[Problem statement]
All of the data is to be set down again without any alteration.

•••••

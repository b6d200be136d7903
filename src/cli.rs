//! Command-line interface for shapeshow.

use clap::Parser;
use std::path::PathBuf;

use shapeshow_config::resolve_config_path;

/// shapeshow - build shapes and text labels from a scene config
#[derive(Parser, Debug)]
#[command(name = "shapeshow")]
#[command(author, version, about, long_about = None)]
pub struct Cli {
    /// Directory prefix for config.txt (joined as plain text, keep the trailing '/')
    #[arg(long = "config_file_path", value_name = "DIR")]
    pub config_file_path: Option<String>,

    /// Set log level (overrides RUST_LOG)
    #[arg(long, value_enum, value_name = "LEVEL")]
    pub log_level: Option<LogLevelArg>,

    /// Number of frames the headless renderer draws
    #[arg(long, value_name = "N", default_value_t = 1)]
    pub frames: u64,

    /// Print the built entities as JSON instead of rendering them
    #[arg(long)]
    pub dump_json: bool,
}

/// Log level argument for CLI
#[derive(Debug, Clone, Copy, PartialEq, Eq, clap::ValueEnum)]
pub enum LogLevelArg {
    Off,
    Error,
    Warn,
    Info,
    Debug,
    Trace,
}

impl LogLevelArg {
    /// Convert to `log::LevelFilter`
    pub fn to_level_filter(self) -> log::LevelFilter {
        match self {
            LogLevelArg::Off => log::LevelFilter::Off,
            LogLevelArg::Error => log::LevelFilter::Error,
            LogLevelArg::Warn => log::LevelFilter::Warn,
            LogLevelArg::Info => log::LevelFilter::Info,
            LogLevelArg::Debug => log::LevelFilter::Debug,
            LogLevelArg::Trace => log::LevelFilter::Trace,
        }
    }
}

/// Runtime options passed from CLI to the application
#[derive(Clone, Debug)]
pub struct RuntimeOptions {
    /// Effective config file path
    pub config_path: PathBuf,
    /// Log level override from CLI
    pub log_level: Option<log::LevelFilter>,
    /// Frames to draw
    pub frames: u64,
    /// Dump JSON instead of rendering
    pub dump_json: bool,
}

impl From<Cli> for RuntimeOptions {
    fn from(cli: Cli) -> Self {
        RuntimeOptions {
            config_path: resolve_config_path(cli.config_file_path.as_deref()),
            log_level: cli.log_level.map(|l| l.to_level_filter()),
            frames: cli.frames,
            dump_json: cli.dump_json,
        }
    }
}

/// Parse process arguments. Usage errors (including a missing
/// `--config_file_path` value) exit here with a non-zero code.
pub fn process_cli() -> RuntimeOptions {
    Cli::parse().into()
}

•••••

[Answer]
repository b6d200be136d7903
filename src/cli.rs
//! Command-line interface for shapeshow.

use clap::Parser;
use std::path::PathBuf;

use shapeshow_config::resolve_config_path;

/// shapeshow - build shapes and text labels from a scene config
#[derive(Parser, Debug)]
#[command(name = "shapeshow")]
#[command(author, version, about, long_about = None)]
pub struct Cli {
    /// Directory prefix for config.txt (joined as plain text, keep the trailing '/')
    #[arg(long = "config_file_path", value_name = "DIR")]
    pub config_file_path: Option<String>,

    /// Set log level (overrides RUST_LOG)
    #[arg(long, value_enum, value_name = "LEVEL")]
    pub log_level: Option<LogLevelArg>,

    /// Number of frames the headless renderer draws
    #[arg(long, value_name = "N", default_value_t = 1)]
    pub frames: u64,

    /// Print the built entities as JSON instead of rendering them
    #[arg(long)]
    pub dump_json: bool,
}

/// Log level argument for CLI
#[derive(Debug, Clone, Copy, PartialEq, Eq, clap::ValueEnum)]
pub enum LogLevelArg {
    Off,
    Error,
    Warn,
    Info,
    Debug,
    Trace,
}

impl LogLevelArg {
    /// Convert to `log::LevelFilter`
    pub fn to_level_filter(self) -> log::LevelFilter {
        match self {
            LogLevelArg::Off => log::LevelFilter::Off,
            LogLevelArg::Error => log::LevelFilter::Error,
            LogLevelArg::Warn => log::LevelFilter::Warn,
            LogLevelArg::Info => log::LevelFilter::Info,
            LogLevelArg::Debug => log::LevelFilter::Debug,
            LogLevelArg::Trace => log::LevelFilter::Trace,
        }
    }
}

/// Runtime options passed from CLI to the application
#[derive(Clone, Debug)]
pub struct RuntimeOptions {
    /// Effective config file path
    pub config_path: PathBuf,
    /// Log level override from CLI
    pub log_level: Option<log::LevelFilter>,
    /// Frames to draw
    pub frames: u64,
    /// Dump JSON instead of rendering
    pub dump_json: bool,
}

impl From<Cli> for RuntimeOptions {
    fn from(cli: Cli) -> Self {
        RuntimeOptions {
            config_path: resolve_config_path(cli.config_file_path.as_deref()),
            log_level: cli.log_level.map(|l| l.to_level_filter()),
            frames: cli.frames,
            dump_json: cli.dump_json,
        }
    }
}

/// Parse process arguments. Usage errors (including a missing
/// `--config_file_path` value) exit here with a non-zero code.
pub fn process_cli() -> RuntimeOptions {
    Cli::parse().into()
}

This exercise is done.